## Dataset entries
##########

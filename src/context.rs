use std::path::PathBuf;
use std::str::FromStr;
use std::time::Duration;

use anyhow::{Context, Result, anyhow};

use crate::chain::Address;
use crate::db::Db;
use crate::directory::CreatorDirectory;
use crate::tip::{
    SendTipCapability, SimulatedPermissionProvider, SimulatedTipSender, SpendPermissionSender,
};
use crate::wallet::WalletSession;

#[derive(Debug, Clone, Copy, PartialEq, Eq, clap::ValueEnum)]
pub enum SenderKind {
    /// Wait, then pretend the tip went through.
    Simulated,
    /// Go through spend permissions (Base mainnet only).
    SpendPermission,
}

#[derive(Debug, Clone)]
pub struct Settings {
    pub db_path: String,
    pub creators_file: Option<PathBuf>,
    pub wallet: Option<String>,
    pub chain_id: u64,
    pub tip_delay: Duration,
    pub sender: SenderKind,
    pub fail_recipients: Vec<String>,
}

/// Everything a command needs, built once in `main`.
pub struct AppContext {
    pub db: Db,
    pub directory: CreatorDirectory,
    pub session: WalletSession,
    sender_kind: SenderKind,
    tip_delay: Duration,
    fail_recipients: Vec<String>,
}

impl AppContext {
    pub fn build(settings: &Settings) -> Result<Self> {
        let db = Db::open(&settings.db_path)?;

        let directory = match &settings.creators_file {
            Some(path) => CreatorDirectory::from_json_file(path)?,
            None => CreatorDirectory::builtin(),
        };

        let mut session = WalletSession::disconnected();
        if let Some(wallet) = &settings.wallet {
            session
                .connect(wallet, settings.chain_id)
                .context("ウォレットに接続できませんでした")?;
        }

        Ok(Self {
            db,
            directory,
            session,
            sender_kind: settings.sender,
            tip_delay: settings.tip_delay,
            fail_recipients: settings.fail_recipients.clone(),
        })
    }

    /// Built on demand so commands that never send do not depend on it.
    pub fn sender(&self) -> Result<Box<dyn SendTipCapability>> {
        self.session.require_account()?;

        match self.sender_kind {
            SenderKind::Simulated => {
                let failing = self
                    .fail_recipients
                    .iter()
                    .map(|raw| {
                        Address::from_str(raw)
                            .map_err(|_| anyhow!("アドレスの形式が不正です: {raw}"))
                    })
                    .collect::<Result<Vec<_>>>()?;
                Ok(Box::new(
                    SimulatedTipSender::new(self.tip_delay).with_failing(failing),
                ))
            }
            SenderKind::SpendPermission => {
                let provider = SimulatedPermissionProvider::new(self.tip_delay);
                let sender = SpendPermissionSender::new(&self.session, provider)
                    .context("spend permissionを初期化できませんでした")?;
                Ok(Box::new(sender))
            }
        }
    }
}

#[cfg(test)]
mod tests {
    use super::*;
    use tempfile::NamedTempFile;

    const ACCOUNT: &str = "0x90F79bf6EB2c4f870365E785982E1f101E93b906";

    fn settings(db: &NamedTempFile, wallet: Option<&str>, chain_id: u64) -> Settings {
        Settings {
            db_path: db.path().to_str().expect("path string").to_string(),
            creators_file: None,
            wallet: wallet.map(ToString::to_string),
            chain_id,
            tip_delay: Duration::ZERO,
            sender: SenderKind::SpendPermission,
            fail_recipients: Vec::new(),
        }
    }

    #[test]
    fn spend_permission_off_base_still_builds_context() {
        let db = NamedTempFile::new().expect("tmp file");
        let ctx = AppContext::build(&settings(&db, Some(ACCOUNT), 84532)).expect("context");

        assert!(ctx.session.is_connected());
        assert!(ctx.sender().is_err());
    }

    #[test]
    fn spend_permission_without_wallet_builds_context_but_cannot_send() {
        let db = NamedTempFile::new().expect("tmp file");
        let ctx = AppContext::build(&settings(&db, None, 84532)).expect("context");

        assert!(!ctx.session.is_connected());
        assert!(ctx.sender().is_err());
    }

    #[test]
    fn spend_permission_on_base_gives_a_sender() {
        let db = NamedTempFile::new().expect("tmp file");
        let ctx = AppContext::build(&settings(&db, Some(ACCOUNT), 8453)).expect("context");
        assert!(ctx.sender().is_ok());
    }

    #[test]
    fn bad_fail_recipient_only_matters_when_sending() {
        let db = NamedTempFile::new().expect("tmp file");
        let mut settings = settings(&db, Some(ACCOUNT), 84532);
        settings.sender = SenderKind::Simulated;
        settings.fail_recipients = vec!["0x12".to_string()];

        let ctx = AppContext::build(&settings).expect("context");
        assert!(ctx.sender().is_err());
    }
}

##########

## Aim of the task
Working from the records above, write out verbatim only the lines from the line containing "let mut session" through the line containing "const ACCOUNT: &str".

## Task answer
        let mut session = WalletSession::disconnected();
        if let Some(wallet) = &settings.wallet {
            session
                .connect(wallet, settings.chain_id)
                .context("ウォレットに接続できませんでした")?;
        }

        Ok(Self {
            db,
            directory,
            session,
            sender_kind: settings.sender,
            tip_delay: settings.tip_delay,
            fail_recipients: settings.fail_recipients.clone(),
        })
    }

    /// Built on demand so commands that never send do not depend on it.
    pub fn sender(&self) -> Result<Box<dyn SendTipCapability>> {
        self.session.require_account()?;

        match self.sender_kind {
            SenderKind::Simulated => {
                let failing = self
                    .fail_recipients
                    .iter()
                    .map(|raw| {
                        Address::from_str(raw)
                            .map_err(|_| anyhow!("アドレスの形式が不正です: {raw}"))
                    })
                    .collect::<Result<Vec<_>>>()?;
                Ok(Box::new(
                    SimulatedTipSender::new(self.tip_delay).with_failing(failing),
                ))
            }
            SenderKind::SpendPermission => {
                let provider = SimulatedPermissionProvider::new(self.tip_delay);
                let sender = SpendPermissionSender::new(&self.session, provider)
                    .context("spend permissionを初期化できませんでした")?;
                Ok(Box::new(sender))
            }
        }
    }
}

#[cfg(test)]
mod tests {
    use super::*;
    use tempfile::NamedTempFile;

    const ACCOUNT: &str = "0x90F79bf6EB2c4f870365E785982E1f101E93b906";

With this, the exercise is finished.